Two Significant Collections Gifted to the Bowdoin College Museum of Art

The Bowdoin College Museum of Art today announced its receipt of two major collections of artworks that will significantly expand its holdings: nearly 350 works from the estate of Marion Boulton “Kippy” Stroud (1939 – 2015), founder of the Fabric Workshop and Museum in Philadelphia and the Acadia Summer Arts Program (ASAP) on Maine’s Mount Desert Island, known as “Kamp Kippy”; and an archive of visual art by the artist, scholar, and curator Walter Pach (1883 – 1958), numbering approximately 1,200 works from the gallerist and scholar Francis M. Naumann and his wife Marie T. Keller. Totaling over 1,500 objects, the Stroud and Pach Collections will greatly enhance the BCMA’s encyclopedic collection with additions across media, including highlights such as Pach’s painted portraits of Frida Kahlo and Rufino Tamayo, and works by contemporary artists Dawoud Bey, Willie Cole, Cai Guo-Qiang, Roni Horn, Abelardo Morell, Carrie Mae Weems, and William Wegman, among others.
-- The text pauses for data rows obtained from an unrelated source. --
// Copyright 2023 Twitter, Inc.
// Licensed under the Apache License, Version 2.0
// http://www.apache.org/licenses/LICENSE-2.0

use arrayvec::ArrayVec;
use phf::{phf_map, Map};
use protocol_common::Compose;
use std::io::Write;

pub struct Response {
    builder: ResponseBuilder,
    body: Option<Vec<u8>>,
}

impl Response {
    pub fn builder(status: u16) -> ResponseBuilder {
        ResponseBuilder::new(status)
    }

    pub fn status(&self) -> u16 {
        self.builder.status
    }
}

pub struct ResponseBuilder {
    status: u16,
    head: Vec<u8>,
    close: bool,
}

impl ResponseBuilder {
    pub fn new(status: u16) -> Self {
        let mut head = Vec::with_capacity(1024);
        write!(
            &mut head,
            "HTTP/1.1 {} {}\r\n",
            status,
            STATUSES.get(&status).copied().unwrap_or("")
        )
        .unwrap();

        Self {
            status,
            head,
            close: false,
        }
    }

    pub fn header(&mut self, key: &str, value: &[u8]) -> &mut Self {
        self.head.extend_from_slice(key.as_bytes());
        self.head.extend_from_slice(b": ");
        self.head.extend_from_slice(value);
        self.head.extend_from_slice(b"\r\n");
        self
    }

    /// Mark the connection for closing once this reply is flushed.
    pub fn should_close(&mut self, close: bool) -> &mut Self {
        self.close = close;
        self
    }

    /// Build a response with no body.
    pub fn empty(&mut self) -> Response {
        Response {
            builder: self.take(),
            body: None,
        }
    }

    /// Build a response carrying `body`; a Content-Length header is added
    /// when the response is composed.
    pub fn body(&mut self, body: &[u8]) -> Response {
        Response {
            builder: self.take(),
            body: Some(body.to_owned()),
        }
    }

    fn take(&mut self) -> Self {
        Self {
            status: self.status,
            head: std::mem::take(&mut self.head),
            close: self.close,
        }
    }
}

impl Compose for Response {
    fn compose(&self, dst: &mut Vec<u8>) -> usize {
        let start = dst.len();

        dst.extend_from_slice(&self.builder.head);

        if self.builder.close {
            dst.extend_from_slice(b"Connection: close\r\n");
        } else {
            dst.extend_from_slice(b"Connection: keep-alive\r\n");
        }

        let body = self.body.as_deref().unwrap_or(b"");
        let mut length = ArrayVec::<u8, 24>::new();
        write!(&mut length, "{}", body.len()).unwrap();
        dst.extend_from_slice(b"Content-Length: ");
        dst.extend_from_slice(&length);
        dst.extend_from_slice(b"\r\n\r\n");
        dst.extend_from_slice(body);

        dst.len() - start
    }

    fn hangup(&mut self) {
        self.builder.close = true;
    }

    fn should_hangup(&self) -> bool {
        self.builder.close
    }
}

static STATUSES: Map<u16, &'static str> = phf_map! {
    100u16 => "Continue",
    101u16 => "Switching Protocols",

    200u16 => "OK",
    201u16 => "Created",
    202u16 => "Accepted",
    204u16 => "No Content",
    206u16 => "Partial Content",

    301u16 => "Moved Permanently",
    302u16 => "Found",
    303u16 => "See Other",
    304u16 => "Not Modified",
    307u16 => "Temporary Redirect",
    308u16 => "Permanent Redirect",

    400u16 => "Bad Request",
    401u16 => "Unauthorized",
    403u16 => "Forbidden",
    404u16 => "Not Found",
    405u16 => "Method Not Allowed",
    406u16 => "Not Acceptable",
    408u16 => "Request Timeout",
    409u16 => "Conflict",
    410u16 => "Gone",
    411u16 => "Length Required",
    412u16 => "Precondition Failed",
    413u16 => "Payload Too Large",
    414u16 => "URI Too Long",
    415u16 => "Unsupported Media Type",
    416u16 => "Range Not Satisfiable",
    426u16 => "Upgrade Required",
    429u16 => "Too Many Requests",

    500u16 => "Internal Server Error",
    501u16 => "Not Implemented",
    502u16 => "Bad Gateway",
    503u16 => "Service Unavailable",
    504u16 => "Gateway Timeout",
    505u16 => "HTTP Version Not Supported",
};
// Copyright 2023 Twitter, Inc.
// Licensed under the Apache License, Version 2.0
// http://www.apache.org/licenses/LICENSE-2.0

//! The serving core of the tern application server.
//!
//! Listener threads accept connections and enqueue them as [`Job`]s on a
//! bounded blocking queue. Worker threads consume jobs, run one
//! request/reply cycle through the protocol seam traits, and either close
//! the connection or park it with the keep-alive poller, which returns it
//! to the queue when more bytes arrive. A supervisor grows the worker pool
//! between the configured bounds whenever a producer finds every worker
//! busy, and a once-per-second timer drives housekeeping and the shutdown
//! fanout.

#[macro_use]
extern crate log;

mod job;
mod listener;
mod poller;
mod server;
mod timer;
mod worker;
mod workers;

pub use job::Job;
pub use server::{Handle, Server, ServerBuilder};
pub use workers::WorkerSet;

pub(crate) const THREAD_PREFIX: &str = "tern";

/// Periodic housekeeping hook for the session scope holder. The core calls
/// `check_session_timeout` once per second from the timer thread.
pub trait SessionSweeper: Send + Sync {
    fn check_session_timeout(&self);
}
Advancing the Museum’s collection goals, a significant portion of works included in the Pach and Stroud gifts are by artists or of historic periods and geographic regions that are not represented in current holdings. Accessioning these objects furthers the Museum’s commitment to recognizing Maine as a site of excellence in the arts, honoring Kippy Stroud’s history of nurturing creative communities in the state and Pach’s relationship with Bowdoin College, from which his son, Raymond, graduated in 1936 and where he himself taught the same year. Upon receipt, the Museum will develop an exhibition dedicated to the legacy of the ASAP program and will make the Walter Pach Collection available to scholars, both on campus and beyond.

“We are thrilled to welcome the collections of Kippy Stroud and Walter Pach to the Museum,” said BCMA co-director Anne Goodyear. “These new contributions to our holdings reflect the remarkable vision of two individuals who have had a transformative impact on how art has been experienced, practiced, and interpreted from the early twentieth century to the present. The addition of landmark works by a significant range of modern and contemporary masters will allow us to tell new stories that both enliven our interpretation of our historic collections and enhance our ability to present the art of the recent past.”